[Saved entries]

//! End-to-end trading scenarios through the public API.

use swap_meet_core::{Item, Vendor, CLOTHING, DECOR, ELECTRONICS};

#[test]
fn test_direct_swap_between_two_vendors() {
    let mut a = Vendor::with_inventory(vec![Item::new("toys", 3)]);
    let mut b = Vendor::with_inventory(vec![Item::new("books", 5)]);

    let mine = a.inventory()[0].clone();
    let theirs = b.inventory()[0].clone();

    assert!(a.swap_items(&mut b, &mine, &theirs));
    assert_eq!(a.inventory(), &[Item::new("books", 5)]);
    assert_eq!(b.inventory(), &[Item::new("toys", 3)]);
}

#[test]
fn test_first_item_swap_with_empty_vendor() {
    let mut a = Vendor::new();
    let mut b = Vendor::with_inventory(vec![Item::new("x", 1)]);

    assert!(!a.swap_first_item(&mut b));
    assert!(a.is_empty());
    assert_eq!(b.inventory(), &[Item::new("x", 1)]);
}

#[test]
fn test_best_by_category_swap_trades_top_items() {
    let mut a = Vendor::with_inventory(vec![Item::new("tools", 2), Item::new("tools", 7)]);
    let mut b = Vendor::with_inventory(vec![Item::new("tools", 1), Item::new("tools", 9)]);

    assert!(a.swap_best_by_category(&mut b, "tools", "tools"));
    assert_eq!(a.inventory(), &[Item::new("tools", 2), Item::new("tools", 9)]);
    assert_eq!(b.inventory(), &[Item::new("tools", 1), Item::new("tools", 7)]);
}

#[test]
fn test_best_by_category_swap_blocked_by_single_item() {
    let mut a = Vendor::with_inventory(vec![Item::new("tools", 5)]);
    let mut b = Vendor::with_inventory(vec![Item::new("tools", 1), Item::new("tools", 9)]);

    assert!(!a.swap_best_by_category(&mut b, "tools", "tools"));
    assert_eq!(a.inventory(), &[Item::new("tools", 5)]);
    assert_eq!(b.inventory(), &[Item::new("tools", 1), Item::new("tools", 9)]);
}

#[test]
fn test_afternoon_at_the_swap_meet() {
    let mut tai = Vendor::with_inventory(vec![
        Item::new(CLOTHING, 2),
        Item::new(DECOR, 4),
        Item::new(CLOTHING, 4),
        Item::new(ELECTRONICS, 1),
    ]);
    let mut jesse = Vendor::with_inventory(vec![
        Item::new(ELECTRONICS, 3),
        Item::new(DECOR, 2),
        Item::new(ELECTRONICS, 5),
    ]);

    // Tai wants electronics, Jesse wants clothing
    assert!(tai.swap_best_by_category(&mut jesse, ELECTRONICS, CLOTHING));
    assert_eq!(tai.get_best_by_category(ELECTRONICS), Some(&Item::new(ELECTRONICS, 5)));
    assert_eq!(jesse.get_by_category(CLOTHING), vec![&Item::new(CLOTHING, 4)]);

    // Each side now holds a single item of what the other wants
    assert!(!jesse.swap_best_by_category(&mut tai, CLOTHING, ELECTRONICS));

    assert!(tai.swap_first_item(&mut jesse));
    assert_eq!(tai.len(), 4);
    assert_eq!(jesse.len(), 3);
    assert_eq!(jesse.inventory().last(), Some(&Item::new(CLOTHING, 2)));
}
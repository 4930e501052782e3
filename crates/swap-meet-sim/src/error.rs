//! # Simulation Error Types
//!
//! ## Error Hierarchy
//! ```text
//! ┌─────────────────────────────────────────────────────────────────────────┐
//! │                    Simulation Error Categories                          │
//! │                                                                         │
//! │  ┌─────────────────┐  ┌─────────────────┐  ┌─────────────────────────┐ │
//! │  │  Configuration  │  │   Trade script  │  │      Output             │ │
//! │  │                 │  │                 │  │                         │ │
//! │  │  ConfigNotFound │  │  UnknownVendor  │  │  ReportFailed           │ │
//! │  │  ConfigLoad     │  │  Core (locks,   │  │                         │ │
//! │  │  InvalidConfig  │  │   validation)   │  │                         │ │
//! │  └─────────────────┘  └─────────────────┘  └─────────────────────────┘ │
//! └─────────────────────────────────────────────────────────────────────────┘
//! ```
//!
//! A trade that is merely refused (swap returns `false`) is NOT an error;
//! it shows up as `accepted: false` in the report.

use swap_meet_core::CoreError;
use thiserror::Error;

/// Result type alias for simulation operations.
pub type SimResult<T> = Result<T, SimError>;

#[derive(Debug, Error)]
pub enum SimError {
    // =========================================================================
    // Configuration Errors
    // =========================================================================
    /// An explicitly requested config file does not exist.
    #[error("Config file not found: {0}")]
    ConfigNotFound(String),

    /// Failed to read or parse the config file.
    #[error("Failed to load config: {0}")]
    ConfigLoadFailed(String),

    /// Config parsed but describes an impossible market.
    #[error("Invalid market configuration: {0}")]
    InvalidConfig(String),

    // =========================================================================
    // Trade Errors
    // =========================================================================
    /// A trade names a vendor that is not at the market.
    #[error("Unknown vendor: {0}")]
    UnknownVendor(String),

    /// Error from the trading core.
    #[error(transparent)]
    Core(#[from] CoreError),

    // =========================================================================
    // Output Errors
    // =========================================================================
    /// Failed to render the report.
    #[error("Failed to render report: {0}")]
    ReportFailed(String),
}

impl From<std::io::Error> for SimError {
    fn from(err: std::io::Error) -> Self {
        SimError::ConfigLoadFailed(err.to_string())
    }
}

impl From<toml::de::Error> for SimError {
    fn from(err: toml::de::Error) -> Self {
        SimError::ConfigLoadFailed(err.to_string())
    }
}

impl From<serde_json::Error> for SimError {
    fn from(err: serde_json::Error) -> Self {
        SimError::ReportFailed(err.to_string())
    }
}
//! # swap-meet-sim: Scripted Swap Meet Runner
//!
//! Reads a market description (vendors, inventories, trades) from TOML,
//! plays the trades through `swap-meet-core` and produces a JSON report.
//!
//! ## Modules
//!
//! - [`config`] - `MarketConfig` loading and validation
//! - [`market`] - `Market` trade execution and `MarketReport`
//! - [`error`] - `SimError`
//! - [`logging`] - tracing subscriber setup for the binary

pub mod config;
pub mod error;
pub mod logging;
pub mod market;

pub use config::{ItemConfig, MarketConfig, TradeConfig, VendorConfig};
pub use error::{SimError, SimResult};
pub use market::{Market, MarketReport, TradeOutcome};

PROBLEM REQUIREMENTS> Write out the data a second time, exactly the same.

RESPONSE TO THIS TASK>
//! End-to-end trading scenarios through the public API.

use swap_meet_core::{Item, Vendor, CLOTHING, DECOR, ELECTRONICS};

#[test]
fn test_direct_swap_between_two_vendors() {
    let mut a = Vendor::with_inventory(vec![Item::new("toys", 3)]);
    let mut b = Vendor::with_inventory(vec![Item::new("books", 5)]);

    let mine = a.inventory()[0].clone();
    let theirs = b.inventory()[0].clone();

    assert!(a.swap_items(&mut b, &mine, &theirs));
    assert_eq!(a.inventory(), &[Item::new("books", 5)]);
    assert_eq!(b.inventory(), &[Item::new("toys", 3)]);
}

#[test]
fn test_first_item_swap_with_empty_vendor() {
    let mut a = Vendor::new();
    let mut b = Vendor::with_inventory(vec![Item::new("x", 1)]);

    assert!(!a.swap_first_item(&mut b));
    assert!(a.is_empty());
    assert_eq!(b.inventory(), &[Item::new("x", 1)]);
}

#[test]
fn test_best_by_category_swap_trades_top_items() {
    let mut a = Vendor::with_inventory(vec![Item::new("tools", 2), Item::new("tools", 7)]);
    let mut b = Vendor::with_inventory(vec![Item::new("tools", 1), Item::new("tools", 9)]);

    assert!(a.swap_best_by_category(&mut b, "tools", "tools"));
    assert_eq!(a.inventory(), &[Item::new("tools", 2), Item::new("tools", 9)]);
    assert_eq!(b.inventory(), &[Item::new("tools", 1), Item::new("tools", 7)]);
}

#[test]
fn test_best_by_category_swap_blocked_by_single_item() {
    let mut a = Vendor::with_inventory(vec![Item::new("tools", 5)]);
    let mut b = Vendor::with_inventory(vec![Item::new("tools", 1), Item::new("tools", 9)]);

    assert!(!a.swap_best_by_category(&mut b, "tools", "tools"));
    assert_eq!(a.inventory(), &[Item::new("tools", 5)]);
    assert_eq!(b.inventory(), &[Item::new("tools", 1), Item::new("tools", 9)]);
}

#[test]
fn test_afternoon_at_the_swap_meet() {
    let mut tai = Vendor::with_inventory(vec![
        Item::new(CLOTHING, 2),
        Item::new(DECOR, 4),
        Item::new(CLOTHING, 4),
        Item::new(ELECTRONICS, 1),
    ]);
    let mut jesse = Vendor::with_inventory(vec![
        Item::new(ELECTRONICS, 3),
        Item::new(DECOR, 2),
        Item::new(ELECTRONICS, 5),
    ]);

    // Tai wants electronics, Jesse wants clothing
    assert!(tai.swap_best_by_category(&mut jesse, ELECTRONICS, CLOTHING));
    assert_eq!(tai.get_best_by_category(ELECTRONICS), Some(&Item::new(ELECTRONICS, 5)));
    assert_eq!(jesse.get_by_category(CLOTHING), vec![&Item::new(CLOTHING, 4)]);

    // Each side now holds a single item of what the other wants
    assert!(!jesse.swap_best_by_category(&mut tai, CLOTHING, ELECTRONICS));

    assert!(tai.swap_first_item(&mut jesse));
    assert_eq!(tai.len(), 4);
    assert_eq!(jesse.len(), 3);
    assert_eq!(jesse.inventory().last(), Some(&Item::new(CLOTHING, 2)));
}
repository 4930e501052782e3
filename crates/swap-meet-sim/src/error.rs
//! # Simulation Error Types
//!
//! ## Error Hierarchy
//! ```text
//! ┌─────────────────────────────────────────────────────────────────────────┐
//! │                    Simulation Error Categories                          │
//! │                                                                         │
//! │  ┌─────────────────┐  ┌─────────────────┐  ┌─────────────────────────┐ │
//! │  │  Configuration  │  │   Trade script  │  │      Output             │ │
//! │  │                 │  │                 │  │                         │ │
//! │  │  ConfigNotFound │  │  UnknownVendor  │  │  ReportFailed           │ │
//! │  │  ConfigLoad     │  │  Core (locks,   │  │                         │ │
//! │  │  InvalidConfig  │  │   validation)   │  │                         │ │
//! │  └─────────────────┘  └─────────────────┘  └─────────────────────────┘ │
//! └─────────────────────────────────────────────────────────────────────────┘
//! ```
//!
//! A trade that is merely refused (swap returns `false`) is NOT an error;
//! it shows up as `accepted: false` in the report.

use swap_meet_core::CoreError;
use thiserror::Error;

/// Result type alias for simulation operations.
pub type SimResult<T> = Result<T, SimError>;

#[derive(Debug, Error)]
pub enum SimError {
    // =========================================================================
    // Configuration Errors
    // =========================================================================
    /// An explicitly requested config file does not exist.
    #[error("Config file not found: {0}")]
    ConfigNotFound(String),

    /// Failed to read or parse the config file.
    #[error("Failed to load config: {0}")]
    ConfigLoadFailed(String),

    /// Config parsed but describes an impossible market.
    #[error("Invalid market configuration: {0}")]
    InvalidConfig(String),

    // =========================================================================
    // Trade Errors
    // =========================================================================
    /// A trade names a vendor that is not at the market.
    #[error("Unknown vendor: {0}")]
    UnknownVendor(String),

    /// Error from the trading core.
    #[error(transparent)]
    Core(#[from] CoreError),

    // =========================================================================
    // Output Errors
    // =========================================================================
    /// Failed to render the report.
    #[error("Failed to render report: {0}")]
    ReportFailed(String),
}

impl From<std::io::Error> for SimError {
    fn from(err: std::io::Error) -> Self {
        SimError::ConfigLoadFailed(err.to_string())
    }
}

impl From<toml::de::Error> for SimError {
    fn from(err: toml::de::Error) -> Self {
        SimError::ConfigLoadFailed(err.to_string())
    }
}

impl From<serde_json::Error> for SimError {
    fn from(err: serde_json::Error) -> Self {
        SimError::ReportFailed(err.to_string())
    }
}
//! # swap-meet-sim: Scripted Swap Meet Runner
//!
//! Reads a market description (vendors, inventories, trades) from TOML,
//! plays the trades through `swap-meet-core` and produces a JSON report.
//!
//! ## Modules
//!
//! - [`config`] - `MarketConfig` loading and validation
//! - [`market`] - `Market` trade execution and `MarketReport`
//! - [`error`] - `SimError`
//! - [`logging`] - tracing subscriber setup for the binary

pub mod config;
pub mod error;
pub mod logging;
pub mod market;

pub use config::{ItemConfig, MarketConfig, TradeConfig, VendorConfig};
pub use error::{SimError, SimResult};
pub use market::{Market, MarketReport, TradeOutcome};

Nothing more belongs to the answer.